* **RECORDS SHOWN**
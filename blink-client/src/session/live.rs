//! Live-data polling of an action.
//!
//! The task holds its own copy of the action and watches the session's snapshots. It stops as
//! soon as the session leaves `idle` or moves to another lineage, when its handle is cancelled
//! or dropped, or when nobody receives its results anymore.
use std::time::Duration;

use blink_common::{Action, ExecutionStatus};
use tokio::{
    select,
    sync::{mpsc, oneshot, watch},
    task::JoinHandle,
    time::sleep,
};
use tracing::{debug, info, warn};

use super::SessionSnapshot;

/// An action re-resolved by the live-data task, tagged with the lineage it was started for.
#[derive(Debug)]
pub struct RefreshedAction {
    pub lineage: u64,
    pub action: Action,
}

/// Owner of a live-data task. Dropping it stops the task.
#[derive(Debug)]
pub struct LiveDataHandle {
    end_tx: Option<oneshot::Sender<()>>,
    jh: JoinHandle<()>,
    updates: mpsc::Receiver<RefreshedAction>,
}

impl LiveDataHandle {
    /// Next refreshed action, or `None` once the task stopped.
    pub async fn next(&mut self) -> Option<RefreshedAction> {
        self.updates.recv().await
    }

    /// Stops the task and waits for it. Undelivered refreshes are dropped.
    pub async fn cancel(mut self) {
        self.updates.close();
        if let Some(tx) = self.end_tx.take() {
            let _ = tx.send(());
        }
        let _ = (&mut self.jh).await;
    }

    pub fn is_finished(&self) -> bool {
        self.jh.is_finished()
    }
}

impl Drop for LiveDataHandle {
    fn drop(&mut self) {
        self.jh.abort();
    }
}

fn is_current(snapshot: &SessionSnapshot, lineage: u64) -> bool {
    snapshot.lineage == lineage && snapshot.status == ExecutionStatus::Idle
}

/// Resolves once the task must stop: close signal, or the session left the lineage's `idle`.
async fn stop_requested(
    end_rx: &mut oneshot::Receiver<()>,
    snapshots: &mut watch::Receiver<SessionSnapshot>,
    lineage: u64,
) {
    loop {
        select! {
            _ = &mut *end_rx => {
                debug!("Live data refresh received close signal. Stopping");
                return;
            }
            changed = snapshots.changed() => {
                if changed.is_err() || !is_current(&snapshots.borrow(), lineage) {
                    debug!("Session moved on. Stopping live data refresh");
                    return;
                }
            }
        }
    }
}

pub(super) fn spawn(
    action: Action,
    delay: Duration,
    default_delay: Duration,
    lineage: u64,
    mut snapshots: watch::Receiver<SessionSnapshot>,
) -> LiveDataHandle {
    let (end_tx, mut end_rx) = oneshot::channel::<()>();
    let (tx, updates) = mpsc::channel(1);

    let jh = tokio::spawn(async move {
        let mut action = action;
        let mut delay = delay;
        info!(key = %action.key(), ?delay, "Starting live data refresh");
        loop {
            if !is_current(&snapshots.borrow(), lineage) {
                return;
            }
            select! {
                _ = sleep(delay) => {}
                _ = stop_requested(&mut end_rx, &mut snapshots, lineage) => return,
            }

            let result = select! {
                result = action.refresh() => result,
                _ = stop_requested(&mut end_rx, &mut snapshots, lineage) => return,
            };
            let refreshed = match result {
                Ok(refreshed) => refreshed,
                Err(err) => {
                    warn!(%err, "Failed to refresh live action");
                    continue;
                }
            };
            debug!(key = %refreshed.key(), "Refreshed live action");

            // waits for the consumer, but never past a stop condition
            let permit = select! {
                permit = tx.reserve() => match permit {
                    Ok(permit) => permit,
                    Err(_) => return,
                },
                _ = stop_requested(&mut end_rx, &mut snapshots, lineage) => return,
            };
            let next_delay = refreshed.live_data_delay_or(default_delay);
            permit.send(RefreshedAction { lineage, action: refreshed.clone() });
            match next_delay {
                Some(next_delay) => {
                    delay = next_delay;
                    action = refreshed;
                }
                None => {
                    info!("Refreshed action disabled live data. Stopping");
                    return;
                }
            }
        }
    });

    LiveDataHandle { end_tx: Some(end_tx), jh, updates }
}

* **WHAT IS NEEDED**
Set down exactly the lines of the data above, beginning with the line that has "let (end_tx, mut" and ending with the line that has "let mut delay = delay;", and no others.

* **ANSWER**
    let (end_tx, mut end_rx) = oneshot::channel::<()>();
    let (tx, updates) = mpsc::channel(1);

    let jh = tokio::spawn(async move {
        let mut action = action;
        let mut delay = delay;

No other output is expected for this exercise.